Tuesday, September 15, 2009

Being Rational Reformers

Here are two rational economic voices, Arianna Huffington and Congressman Ron Paul, on reform. Arianna speaks of the necessity of cleaning up bad assets (foreclosed properties) still on bank books along with banks that have grown are now even more "too big to fail." She addresses the $1 million homeless children whose parents did not take out bad loans but lost their jobs. Both the banks and state of homeless children have the potential of great economic calamity now and in the future.

Ron Paul is someone I have always respected, even when I thought his ideas were perhaps too far on the edge. But I've been listening to him more lately with a different set of ears. Paul's comments here about President Obama's label of socialism is worth considering: "Some conservatives accuse Obama of socialized medicine," he said. "I don't think so. I think he wants to perpetuate corporatism. Whether in financial markets (think Geithner, Summers, and Bernanke), medical care (think insurance companies, pharmaceutical companies) or whatever." This is the exact opposite of irrational voices screaming socialism. Hmm?

7 comments:

JOHN O'LEARY said...

Yup, to a libertarian, Obama's economic & foreign policies (which are pretty centrist really) are a cause for alarm. I like some things about Ron Paul - and was thoroughly entertained by his Presidential candidacy last year - but I don't know about returning to the gold standard. (Always an interesting debate, however.) And I'm not ready to bury the Federal Reserve yet. (I guess that makes me a centrist too!)

zorro said...

I saw Ron Paul last summer discuss the Civil War. For some reason, during an interview on MSNBC, he thought it would be relevant to share his view that the Civil War was a mistake. I'm waiting for him to denounce the building of the pyramids as something that should never have been funded by the ancient Egyptian government.

Judith Ellis said...

John - I hear you. I most definitely had my concerns too and I laughed often too. But he's a smart man. I thought he made a lot of sense today. Still reading on the Federal Reserve. I'm not sure altogether about the gold standard, but I assume it's better than our current debt standard. Buffett has been buying up gold lately. But Berkshire also lost its AAA credit score rating because it engaged in credit default swaps.

Judith Ellis said...

Zorro - I remember you telling that story here before. Paul can be quite edgy to say the least. But I assume that many of us have said debatable things. He happens to say perhaps more such things than most. :-)

JOHN O'LEARY said...

Zorro, thanks for the heads up on the Civil War statement. I just discovered the quote from Meet the Press: "Slavery was phased out in every other country in the world, The way I'm proposing that it should have been done is do it like the British Empire did -- you buy the slaves and release them. How much would that cost compared to killing 600,000 Americans?... I mean, that doesn't sound too radical to me. That sounds like a pretty reasonable approach." (He has also pointed out that Lincoln was a late and reluctant opponent of slavery.) So...Ron Paul has a classic Libertarian view of history - which strikes me as a tad simplistic.

Judith Ellis said...

Is it simplistic or too rational--perhaps to a moral fault? Slavery wasn't about the superiority of a race but the profitability of free labor, such labor that built great nations for centuries. Consider Egypt.

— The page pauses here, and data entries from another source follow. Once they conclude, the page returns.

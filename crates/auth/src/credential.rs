//! The credential entity produced by a successful OAuth2 exchange.
//!
//! A [`Credential`] is an immutable value: refresh and re-login replace it
//! wholesale, they never mutate it. It is serialized as a JSON blob for the
//! secure store and rebuilt from provider responses by the flow executors.

use chrono::{DateTime, TimeZone, Utc};
use serde::{Deserialize, Serialize};
use url::Url;

use crate::error::AuthError;

/// Tokens and URLs obtained from a successful OAuth2 exchange.
#[derive(Debug, Clone, PartialEq, Eq, Serialize, Deserialize)]
pub struct Credential {
    /// Short-lived bearer token authorizing API calls. Secret.
    pub access_token: String,

    /// Base URL of the org instance API calls are resolved against.
    pub instance_url: Url,

    /// Provider URL identifying the authenticated user and org.
    pub identity_url: Url,

    /// Long-lived token for silent renewal. Absent when the login scope
    /// excluded it; without it every renewal needs user interaction. Secret.
    #[serde(default, skip_serializing_if = "Option::is_none")]
    pub refresh_token: Option<String>,

    /// Time the provider issued the access token.
    #[serde(default, skip_serializing_if = "Option::is_none")]
    pub issued_at: Option<DateTime<Utc>>,
}

impl Credential {
    /// Assemble a credential from already-validated parts.
    #[must_use]
    pub fn new(
        access_token: String,
        instance_url: Url,
        identity_url: Url,
        refresh_token: Option<String>,
        issued_at: Option<DateTime<Utc>>,
    ) -> Self {
        Self { access_token, instance_url, identity_url, refresh_token, issued_at }
    }

    /// Parse a credential out of the callback URL of a user-agent flow.
    ///
    /// The provider delivers the fields in the URL *fragment*, encoded like a
    /// query string: `access_token`, `instance_url`, `id` (the identity URL),
    /// plus optional `refresh_token` and `issued_at` (unix milliseconds).
    ///
    /// # Examples
    /// ```
    /// use forcekit_auth::Credential;
    /// use url::Url;
    ///
    /// let callback = Url::parse(
    ///     "myapp://auth/callback#access_token=00Dx0000000BV7z%21AQEAQ\
    ///      &instance_url=https%3A%2F%2Fna1.salesforce.com\
    ///      &id=https%3A%2F%2Flogin.salesforce.com%2Fid%2F00Dx0000000BV7z%2F005x00000012Q9P",
    /// )
    /// .unwrap();
    ///
    /// let credential = Credential::from_callback_url(&callback).unwrap();
    /// assert_eq!(credential.org_id(), Some("00Dx0000000BV7z"));
    /// assert_eq!(credential.user_id(), Some("005x00000012Q9P"));
    /// ```
    ///
    /// # Errors
    /// Returns [`AuthError::BadCallbackUrl`] when the fragment is absent or
    /// any of `access_token`, `instance_url`, `id` is missing or empty.
    pub fn from_callback_url(callback: &Url) -> Result<Self, AuthError> {
        let fragment = callback
            .fragment()
            .ok_or_else(|| AuthError::BadCallbackUrl("no fragment in callback URL".to_string()))?;

        let mut access_token = None;
        let mut instance_url = None;
        let mut identity_url = None;
        let mut refresh_token = None;
        let mut issued_at = None;

        for (key, value) in url::form_urlencoded::parse(fragment.as_bytes()) {
            match key.as_ref() {
                "access_token" => access_token = Some(value.into_owned()),
                "instance_url" => instance_url = Some(value.into_owned()),
                "id" => identity_url = Some(value.into_owned()),
                "refresh_token" => refresh_token = Some(value.into_owned()),
                "issued_at" => {
                    issued_at =
                        value.parse::<i64>().ok().and_then(datetime_from_unix_millis);
                }
                _ => {}
            }
        }

        let access_token = access_token
            .filter(|token| !token.is_empty())
            .ok_or_else(|| missing_field("access_token"))?;
        let instance_url = parse_url_field(instance_url, "instance_url")?;
        let identity_url = parse_url_field(identity_url, "id")?;

        Ok(Self {
            access_token,
            instance_url,
            identity_url,
            refresh_token: refresh_token.filter(|token| !token.is_empty()),
            issued_at,
        })
    }

    /// Whether silent renewal is possible for this credential.
    #[must_use]
    pub fn can_refresh(&self) -> bool {
        self.refresh_token.as_deref().is_some_and(|token| !token.is_empty())
    }

    /// User id: the last path segment of the identity URL.
    #[must_use]
    pub fn user_id(&self) -> Option<&str> {
        let mut segments = identity_segments(&self.identity_url)?;
        segments.pop()
    }

    /// Org id: the second-to-last path segment of the identity URL.
    #[must_use]
    pub fn org_id(&self) -> Option<&str> {
        let segments = identity_segments(&self.identity_url)?;
        (segments.len() >= 2).then(|| segments[segments.len() - 2])
    }

    /// Identity of the credential's user, used as the store lookup key.
    ///
    /// # Errors
    /// Returns [`AuthError::MalformedIdentityUrl`] when the identity URL does
    /// not carry both path segments.
    pub fn identifier(&self) -> Result<UserIdentifier, AuthError> {
        match (self.org_id(), self.user_id()) {
            (Some(org_id), Some(user_id)) => Ok(UserIdentifier {
                user_id: user_id.to_string(),
                org_id: org_id.to_string(),
            }),
            _ => Err(AuthError::MalformedIdentityUrl(self.identity_url.to_string())),
        }
    }
}

/// Identity of an authenticated user within an org.
///
/// Together with the consumer key, the `(org id, user id)` pair addresses a
/// credential in the secure store.
#[derive(Debug, Clone, PartialEq, Eq, Hash, Serialize, Deserialize)]
pub struct UserIdentifier {
    /// Provider-assigned user id, e.g. `005x00000012Q9P`.
    pub user_id: String,

    /// Provider-assigned org id, e.g. `00Dx0000000BV7z`.
    pub org_id: String,
}

impl UserIdentifier {
    /// Store account string: `{org id}:{user id}`.
    #[must_use]
    pub fn account(&self) -> String {
        format!("{}:{}", self.org_id, self.user_id)
    }
}

pub(crate) fn datetime_from_unix_millis(millis: i64) -> Option<DateTime<Utc>> {
    Utc.timestamp_millis_opt(millis).single()
}

fn identity_segments(identity_url: &Url) -> Option<Vec<&str>> {
    let segments: Vec<&str> =
        identity_url.path_segments()?.filter(|segment| !segment.is_empty()).collect();
    (!segments.is_empty()).then_some(segments)
}

fn parse_url_field(value: Option<String>, field: &str) -> Result<Url, AuthError> {
    let raw = value.filter(|v| !v.is_empty()).ok_or_else(|| missing_field(field))?;
    Url::parse(&raw)
        .map_err(|e| AuthError::BadCallbackUrl(format!("{field} is not a valid URL: {e}")))
}

fn missing_field(field: &str) -> AuthError {
    AuthError::BadCallbackUrl(format!("missing required field {field}"))
}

While Paul's point does not directly address the moral essence of freedom, perhaps it seeks to address the economic dilemma and by so doing free slaves by any means necessary. I remember the Civil War statement from the campaign and saw Ron Paul signs among the Washington Tea Party too.

But let me assure you if slaves could have been so freed, even considering the means by which their freedom came, they would have gladly taken it. ANYTHING would have better been than their current plight. But the Quakers, for me, morally had it best. William Lloyd Garrison has been a hero of mine since elementary school.

It is widely believed that the Civil War was not about freeing slaves, many of our forefathers in the north had slaves. The Civil War it was believed was about saving the Union. Again, by any means necessary would have worked for the slaves. ANY means would have been better than the countless lynchings, senseless brutality and unbearable suffering the slaves (men, women and children) faced daily.

Judith Ellis said...

This discussion is reminiscent in a very basic way to the conversation on health care, although not by means in degree, breadth or depth. Everybody knows it’s wrong to profit unjustly from illness and death (I’m not talking about funeral homes and cemeteries and the like) but yet compromises have to be made considering profit and ideology, based on the system in place and the allowance of lobbyists to deter morality. Everybody knows that money should not be the distinguishing point of whether one lives or dies, but yet compromises have to be made considering profit and ideology based on the system in place and the allowance of lobbyists to deter morality. Decisions are often not largely righteous or moral. Compromise is often the name of this unrighteous game.